Bobronium commented Aug 3, 2019

Question | Feature Request

Recently I've been researching how __dict__ and __slots__ works and discovered that if we inherit from class with __slots__ and don't declare __slots__ in child class, __dict__ will be created automatically.

Also I found out that object.__dict__ uses less memory than ordinal dict, as it shares keys between instances (PEP-0412)

Moreover I found an advice to use __dict__ and __slots__ together in cases when fast access to attributes declared in __slots__ needed.

So combining these researches I replaced
__slots__ = ('__values__', '__fields_set__')
with
__slots__ = ('__dict__', '__fields_set__')
and renamed usages of __values__ in BaseModel (yes, that's exactly the only thing I've made) also removed __getattr__, as it's become redundant.

To see up-to-date changes, visit #712

This lowered model size a bit, but what is most interesting, increased attribute access up to 14 times (average speed up is 10x)!

All tests are passed without any changes, so as far as I know this won't break any existing code except for one that uses __values__ attribute directly.

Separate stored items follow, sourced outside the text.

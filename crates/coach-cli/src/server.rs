use std::sync::Arc;

use coach_core::render;
use coach_core::serde_compat::WireMemory;
use coach_store::CoachStore;
use rmcp::handler::server::router::tool::ToolRouter;
use rmcp::handler::server::wrapper::Parameters;
use rmcp::model::*;
use rmcp::{ErrorData as McpError, ServerHandler, tool, tool_handler, tool_router};
use schemars::JsonSchema;
use serde::Deserialize;
use tokio::sync::Mutex;

use crate::session::Coach;

#[derive(Clone)]
pub struct CoachServer {
    coach: Arc<Mutex<Coach>>,
    tool_router: ToolRouter<Self>,
}

impl CoachServer {
    pub fn new(store: CoachStore) -> Self {
        Self::with_coach(Coach::new(store))
    }

    pub fn with_coach(coach: Coach) -> Self {
        Self {
            coach: Arc::new(Mutex::new(coach)),
            tool_router: Self::tool_router(),
        }
    }
}

// --- Tool parameter types ---

#[derive(Debug, Deserialize, JsonSchema)]
struct MessageRequest {
    /// What the user said: a free-text check-in, or one of the commands
    /// `why`, `save`, `reset`, `correct: <mood>`
    text: String,
}

#[tool_router]
impl CoachServer {
    #[tool(
        description = "Send one user message to the mood coach. Free text is classified into a mood (stressed, tired, sad, happy, neutral) and answered with suggestions and a quote. Also accepts the commands `why`, `save`, `reset` and `correct: <mood>`. Returns the reply messages in order; relay them to the user verbatim."
    )]
    async fn coach_message(
        &self,
        Parameters(req): Parameters<MessageRequest>,
    ) -> Result<CallToolResult, McpError> {
        let mut coach = self.coach.lock().await;
        let messages = coach
            .handle(&req.text)
            .map_err(|e| McpError::internal_error(e.to_string(), None))?;

        let result = serde_json::json!({ "messages": messages });
        Ok(CallToolResult::success(vec![Content::text(
            serde_json::to_string_pretty(&result).unwrap_or_default(),
        )]))
    }

    #[tool(description = "Show the recent mood history (up to 10 records, oldest first).")]
    async fn coach_history(&self) -> Result<CallToolResult, McpError> {
        let coach = self.coach.lock().await;
        let state = coach.store().memory().load();
        let wire = WireMemory::from_state(&state);

        Ok(CallToolResult::success(vec![Content::text(
            serde_json::to_string_pretty(&wire).unwrap_or_default(),
        )]))
    }
}

#[tool_handler]
impl ServerHandler for CoachServer {
    fn get_info(&self) -> ServerInfo {
        ServerInfo {
            instructions: Some(format!(
                "You are relaying a mood coach. Pass every user message to coach_message \
                 unchanged and show the returned messages as-is. Use coach_history only \
                 when the user asks about past moods.\n\n{}",
                render::welcome()
            )),
            capabilities: ServerCapabilities::builder().enable_tools().build(),
            ..Default::default()
        }
    }
}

But I guess that can be solved by adding a property:

@property
def __values__(self):
    # throw deprecation warning here
    return self.__dict__

Here's a little test showing a difference:

import datetime
import functools
from sys import getsizeof
from timeit import timeit
from types import ModuleType, FunctionType
from typing import Optional, List

from gc import get_referents

from pydantic import BaseModel


class Article(BaseModel):
    id: int
    label: str
    text: Optional[str]


class User(BaseModel):
    id: int
    login: str
    email: str
    password: str
    first_name: str
    last_name: Optional[str] = None
    articles: Optional[List[Article]] = None

    register_date: datetime.datetime
    last_login: Optional[datetime.datetime] = None


user = User(
    id=42,
    login="mylogin",
    email="email@example.com",
    password="hashed secret password",
    first_name="Some",
    last_name="User",
    articles=[Article(id=1, label="foo"), Article(id=2, label="bar")],
    register_date=datetime.datetime.now(),
    last_login=datetime.datetime.now()
)

globs = {'user': user}
tmt = functools.partial(timeit, globals=globs, number=1000000)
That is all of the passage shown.